Prompt words: collector of oddities/box of kittens
Joseph Spangler had been a collector of the finest things this side of the Atlantic. It was just too bad that they were all absolutely worthless. He’d had so many things held up and thrown away in his closet that he had to move his boxes of oddities to his bedroom. Then from there, his downstairs bathroom, his closets in the hall, the hall itself; and then on to his garage, his shed, and the rest of the house. His house soon became a museum of the most peculiar oddities in the world—even more peculiar than normal oddities that people collected. You see, he didn’t collect just any figurines or dolls or statues or toys or posters or anything else that you could think of of one thing, he collected them all with the particular character of having everything and anything to do with one animal—cats. Kittens, mostly, but cats. Other, larger felines, wild or tame, sufficed if the moment proved its cuteness. One time, Joseph bought a lamp that was of a lion made of real lion fur exported from Nigeria. It’s expression was caricatured with the animal’s eyes bulging and painted sky blue and its tongue wagging out the side of its maw in an almost snide smile. But for the most part, Joseph stuck to what he knew and loved the most, house cats.
Of course, he didn’t own a single cat (this being a story about oddities indeed), though he’d grown up with several cats as a child, and being the only child, he sought them out as confidants and siblings, true.
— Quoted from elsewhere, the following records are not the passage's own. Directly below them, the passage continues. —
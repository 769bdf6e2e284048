//! An arena-backed HTML fragment tree with a parser for the renderer's
//! output: elements with quoted attributes, text, comments, raw-text
//! scripts, self-closed void elements.

use std::fmt::Write as _;

use anyhow::{bail, Result};

use weaver_common::{escape_attr, escape_text, is_void_element};

pub type NodeId = usize;

#[derive(Debug, Clone)]
pub enum DomNode {
    Element { tag: String, attrs: Vec<(String, String)>, children: Vec<NodeId> },
    Text(String),
    Comment(String),
}

#[derive(Debug, Clone)]
struct Entry {
    node: DomNode,
    parent: Option<NodeId>,
}

/// The fragment tree. Node ids are stable for the life of the document;
/// removal only detaches.
#[derive(Debug, Default, Clone)]
pub struct Dom {
    entries: Vec<Entry>,
    roots: Vec<NodeId>,
}

impl Dom {
    pub fn parse(html: &str) -> Result<Self> {
        let mut dom = Dom::default();
        let roots = dom.parse_fragment(html)?;
        dom.roots = roots;
        for &root in &dom.roots {
            dom.entries[root].parent = None;
        }
        Ok(dom)
    }

    /// Parse a fragment into the arena without attaching it; returns the
    /// new top-level nodes. Used by content swaps.
    pub fn parse_fragment(&mut self, html: &str) -> Result<Vec<NodeId>> {
        let mut parser = Parser { input: html.as_bytes(), pos: 0 };
        let mut stack: Vec<NodeId> = Vec::new();
        let mut tops = Vec::new();

        while let Some(piece) = parser.next_piece()? {
            match piece {
                Piece::Text(text) => {
                    let id = self.push(DomNode::Text(text), stack.last().copied());
                    self.attach(id, &mut stack, &mut tops);
                }
                Piece::Comment(text) => {
                    let id = self.push(DomNode::Comment(text), stack.last().copied());
                    self.attach(id, &mut stack, &mut tops);
                }
                Piece::Open { tag, attrs, self_closed } => {
                    let void = self_closed || is_void_element(&tag);
                    let id = self.push(
                        DomNode::Element { tag, attrs, children: Vec::new() },
                        stack.last().copied(),
                    );
                    self.attach(id, &mut stack, &mut tops);
                    if !void {
                        stack.push(id);
                    }
                }
                Piece::Script { attrs, body } => {
                    let id = self.push(
                        DomNode::Element {
                            tag: "script".to_string(),
                            attrs,
                            children: Vec::new(),
                        },
                        stack.last().copied(),
                    );
                    self.attach(id, &mut stack, &mut tops);
                    let text = self.push(DomNode::Text(body), Some(id));
                    if let DomNode::Element { children, .. } = &mut self.entries[id].node {
                        children.push(text);
                    }
                }
                Piece::Close { tag } => {
                    match stack.pop() {
                        Some(open) if self.tag_of(open) == Some(tag.as_str()) => {}
                        _ => bail!("mismatched close tag </{tag}>"),
                    }
                }
            }
        }
        if !stack.is_empty() {
            bail!("unclosed element <{}>", self.tag_of(stack[0]).unwrap_or("?"));
        }
        Ok(tops)
    }

    fn push(&mut self, node: DomNode, parent: Option<NodeId>) -> NodeId {
        self.entries.push(Entry { node, parent });
        self.entries.len() - 1
    }

    fn attach(&mut self, id: NodeId, stack: &mut [NodeId], tops: &mut Vec<NodeId>) {
        match stack.last().copied() {
            Some(parent) => {
                if let DomNode::Element { children, .. } = &mut self.entries[parent].node {
                    children.push(id);
                }
            }
            None => tops.push(id),
        }
    }

    pub fn roots(&self) -> &[NodeId] {
        &self.roots
    }

    pub fn node(&self, id: NodeId) -> &DomNode {
        &self.entries[id].node
    }

    pub fn parent(&self, id: NodeId) -> Option<NodeId> {
        self.entries[id].parent
    }

    pub fn tag_of(&self, id: NodeId) -> Option<&str> {
        match &self.entries[id].node {
            DomNode::Element { tag, .. } => Some(tag),
            _ => None,
        }
    }

    pub fn attr(&self, id: NodeId, name: &str) -> Option<&str> {
        match &self.entries[id].node {
            DomNode::Element { attrs, .. } => attrs
                .iter()
                .find(|(n, _)| n == name)
                .map(|(_, v)| v.as_str()),
            _ => None,
        }
    }

    pub fn set_attr(&mut self, id: NodeId, name: &str, value: &str) {
        if let DomNode::Element { attrs, .. } = &mut self.entries[id].node {
            match attrs.iter_mut().find(|(n, _)| n == name) {
                Some((_, v)) => *v = value.to_string(),
                None => attrs.push((name.to_string(), value.to_string())),
            }
        }
    }

    /// Children of an element, or the document roots for `None`.
    pub fn children(&self, parent: Option<NodeId>) -> &[NodeId] {
        match parent {
            Some(id) => match &self.entries[id].node {
                DomNode::Element { children, .. } => children,
                _ => &[],
            },
            None => &self.roots,
        }
    }

    /// Replace the sibling run strictly between `from` and `to` (exclusive
    /// indexes into the child list) with `replacement`.
    pub fn splice(
        &mut self,
        parent: Option<NodeId>,
        from: usize,
        to: usize,
        replacement: Vec<NodeId>,
    ) {
        for &id in &replacement {
            self.entries[id].parent = parent;
        }
        match parent {
            Some(parent_id) => {
                if let DomNode::Element { children, .. } = &mut self.entries[parent_id].node {
                    drop(children.splice(from + 1..to, replacement));
                }
            }
            None => {
                drop(self.roots.splice(from + 1..to, replacement));
            }
        }
    }

    /// Document-order walk over the whole tree.
    pub fn walk(&self) -> Vec<NodeId> {
        let mut out = Vec::new();
        let mut stack: Vec<NodeId> = self.roots.iter().rev().copied().collect();
        while let Some(id) = stack.pop() {
            out.push(id);
            if let DomNode::Element { children, .. } = &self.entries[id].node {
                for &child in children.iter().rev() {
                    stack.push(child);
                }
            }
        }
        out
    }

    /// Document-order walk of a subtree.
    pub fn walk_from(&self, top: NodeId) -> Vec<NodeId> {
        let mut out = Vec::new();
        let mut stack = vec![top];
        while let Some(id) = stack.pop() {
            out.push(id);
            if let DomNode::Element { children, .. } = &self.entries[id].node {
                for &child in children.iter().rev() {
                    stack.push(child);
                }
            }
        }
        out
    }

    /// Concatenated text content of a subtree.
    pub fn text_content(&self, id: NodeId) -> String {
        let mut out = String::new();
        for node in self.walk_from(id) {
            if let DomNode::Text(text) = self.node(node) {
                out.push_str(text);
            }
        }
        out
    }

    /// Serialize a subtree back to HTML.
    pub fn node_html(&self, id: NodeId) -> String {
        let mut out = String::new();
        self.write_node(id, &mut out);
        out
    }

    /// Serialize the whole document.
    pub fn to_html(&self) -> String {
        let mut out = String::new();
        for &root in &self.roots {
            self.write_node(root, &mut out);
        }
        out
    }

    fn write_node(&self, id: NodeId, out: &mut String) {
        match self.node(id) {
            DomNode::Text(text) => out.push_str(&escape_text(text)),
            DomNode::Comment(text) => {
                let _ = write!(out, "<!--{text}-->");
            }
            DomNode::Element { tag, attrs, children } => {
                out.push('<');
                out.push_str(tag);
                for (name, value) in attrs {
                    let _ = write!(out, " {name}=\"{}\"", escape_attr(value));
                }
                if is_void_element(tag) {
                    out.push_str("/>");
                    return;
                }
                out.push('>');
                if tag == "script" {
                    // Raw text: children are unescaped script source.
                    for &child in children {
                        if let DomNode::Text(text) = self.node(child) {
                            out.push_str(text);
                        }
                    }
                } else {
                    for &child in children {
                        self.write_node(child, out);
                    }
                }
                let _ = write!(out, "</{tag}>");
            }
        }
    }

    /// First element carrying `name="value"`, document order.
    pub fn find_by_attr(&self, name: &str, value: &str) -> Option<NodeId> {
        self.walk().into_iter().find(|&id| self.attr(id, name) == Some(value))
    }

    /// First element with the given tag, document order.
    pub fn find_tag(&self, tag: &str) -> Option<NodeId> {
        self.walk().into_iter().find(|&id| self.tag_of(id) == Some(tag))
    }
}

enum Piece {
    Text(String),
    Comment(String),
    Open { tag: String, attrs: Vec<(String, String)>, self_closed: bool },
    Close { tag: String },
    /// A whole `<script>…</script>` element; the body is raw text.
    Script { attrs: Vec<(String, String)>, body: String },
}

struct Parser<'a> {
    input: &'a [u8],
    pos: usize,
}

impl<'a> Parser<'a> {
    fn next_piece(&mut self) -> Result<Option<Piece>> {
        if self.pos >= self.input.len() {
            return Ok(None);
        }
        if self.input[self.pos] != b'<' {
            return Ok(Some(Piece::Text(self.read_text())));
        }
        if self.starts_with("<!--") {
            return Ok(Some(Piece::Comment(self.read_comment()?)));
        }
        if self.starts_with("</") {
            return Ok(Some(Piece::Close { tag: self.read_close()? }));
        }
        Ok(Some(self.read_open()?))
    }

    fn starts_with(&self, prefix: &str) -> bool {
        self.input[self.pos..].starts_with(prefix.as_bytes())
    }

    fn read_text(&mut self) -> String {
        let start = self.pos;
        while self.pos < self.input.len() && self.input[self.pos] != b'<' {
            self.pos += 1;
        }
        unescape(&String::from_utf8_lossy(&self.input[start..self.pos]))
    }

    /// Raw text until `</script>`, no unescaping.
    fn read_raw_until(&mut self, close: &str) -> String {
        let haystack = String::from_utf8_lossy(&self.input[self.pos..]).into_owned();
        let end = haystack.find(close).unwrap_or(haystack.len());
        self.pos += end;
        haystack[..end].to_string()
    }

    fn read_comment(&mut self) -> Result<String> {
        self.pos += 4; // <!--
        let rest = String::from_utf8_lossy(&self.input[self.pos..]);
        match rest.find("-->") {
            Some(end) => {
                let content = rest[..end].to_string();
                self.pos += end + 3;
                Ok(content)
            }
            None => bail!("unterminated comment"),
        }
    }

    fn read_close(&mut self) -> Result<String> {
        self.pos += 2; // </
        let start = self.pos;
        while self.pos < self.input.len() && self.input[self.pos] != b'>' {
            self.pos += 1;
        }
        if self.pos >= self.input.len() {
            bail!("unterminated close tag");
        }
        let tag = String::from_utf8_lossy(&self.input[start..self.pos]).trim().to_string();
        self.pos += 1;
        Ok(tag)
    }

    fn read_open(&mut self) -> Result<Piece> {
        self.pos += 1; // <
        let tag_start = self.pos;
        while self.pos < self.input.len()
            && !matches!(self.input[self.pos], b' ' | b'>' | b'/')
        {
            self.pos += 1;
        }
        let tag = String::from_utf8_lossy(&self.input[tag_start..self.pos]).to_string();
        if tag.is_empty() {
            bail!("empty tag name");
        }

        let mut attrs = Vec::new();
        let mut self_closed = false;
        loop {
            self.skip_spaces();
            match self.input.get(self.pos) {
                None => bail!("unterminated open tag <{tag}>"),
                Some(b'>') => {
                    self.pos += 1;
                    break;
                }
                Some(b'/') => {
                    self.pos += 1;
                    if self.input.get(self.pos) == Some(&b'>') {
                        self.pos += 1;
                        self_closed = true;
                        break;
                    }
                    bail!("stray '/' in <{tag}>");
                }
                Some(_) => attrs.push(self.read_attr()?),
            }
        }

        if tag == "script" && !self_closed {
            let body = self.read_raw_until("</script>");
            if !self.starts_with("</script>") {
                bail!("unterminated script element");
            }
            self.pos += "</script>".len();
            return Ok(Piece::Script { attrs, body });
        }
        Ok(Piece::Open { tag, attrs, self_closed })
    }

    fn read_attr(&mut self) -> Result<(String, String)> {
        let start = self.pos;
        while self.pos < self.input.len()
            && !matches!(self.input[self.pos], b'=' | b' ' | b'>' | b'/')
        {
            self.pos += 1;
        }
        let name = String::from_utf8_lossy(&self.input[start..self.pos]).to_string();
        if self.input.get(self.pos) != Some(&b'=') {
            // Boolean attribute.
            return Ok((name, String::new()));
        }
        self.pos += 1;
        if self.input.get(self.pos) != Some(&b'"') {
            bail!("attribute '{name}' is not quoted");
        }
        self.pos += 1;
        let value_start = self.pos;
        while self.pos < self.input.len() && self.input[self.pos] != b'"' {
            self.pos += 1;
        }
        if self.pos >= self.input.len() {
            bail!("unterminated attribute value for '{name}'");
        }
        let value = unescape(&String::from_utf8_lossy(&self.input[value_start..self.pos]));
        self.pos += 1;
        Ok((name, value))
    }

    fn skip_spaces(&mut self) {
        while self.pos < self.input.len() && self.input[self.pos].is_ascii_whitespace() {
            self.pos += 1;
        }
    }
}

impl Dom {
    /// Script source text of a `<script>` element.
    pub fn script_text(&self, id: NodeId) -> Option<&str> {
        match &self.entries[id].node {
            DomNode::Element { tag, children, .. } if tag == "script" => children
                .first()
                .and_then(|&child| match self.node(child) {
                    DomNode::Text(text) => Some(text.as_str()),
                    _ => None,
                }),
            _ => None,
        }
    }
}

fn unescape(input: &str) -> String {
    input
        .replace("&lt;", "<")
        .replace("&gt;", ">")
        .replace("&quot;", "\"")
        .replace("&#39;", "'")
        .replace("&amp;", "&")
}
Maybe that’s why he didn’t own any now. After all, they say when you’ve had too much of a good thing… But there were other factors that went into his not owning a cat, even for a modest pet and even this some thirty-eight years later after having been around them so lovingly. First and foremost, they baffled him in their affection for their masters. You could pinpoint the love that dogs shared with their owners down to the dopey smile and the happy barking and the affectionate nudging of the nose while they slept. But cats didn’t do any of this; in fact, cats were a cold sort of creatures if they let it be that way. It was part of the reason Joseph ‘got off of’ cats, in an addiction’s sense of the word—they were simply too wishy-washy with their feelings. Secondly, cats were alive, to tend to and to feed (h’d really not taken care of anything his whole life), and so he was baffled and bewildered to say the least. It was much easier, he’d known, to collect blankets and stickers and posters of them hanging from a branch and announcing to the smiling audience (in not too an argumentative voice) to ‘Hang In There!’. It was simply just that much more easier. And lastly, and quite more importantly, Joseph was extremely allergic to cats; in particular, cat saliva. He didn’t know how or when he realized this, only that, one day, after cub scouts, one of his favorites, Algera, licked his cheek and touched him on the lips. After that, he awoke in a hospital.
Of course, this all was thrown out the window when, one morning, after opening his front door to scoop up his morning paper, Joseph saw something down on that porch step which left him with a terribly annoying moral choice that both ruined his entire day and irrevocably changed his life forever—down there, nestled together in a meowing, furry clump at the bottom of a tall, deep woven basket, were four kittens, alive and in desperate need of food from the looks of it.
Joseph sighed and shut the door. But in just a few seconds, opened it again and brought them in by sliding the basket with his fingertips wrapped in a towel and breathing into another through his mouth, swearing all the time.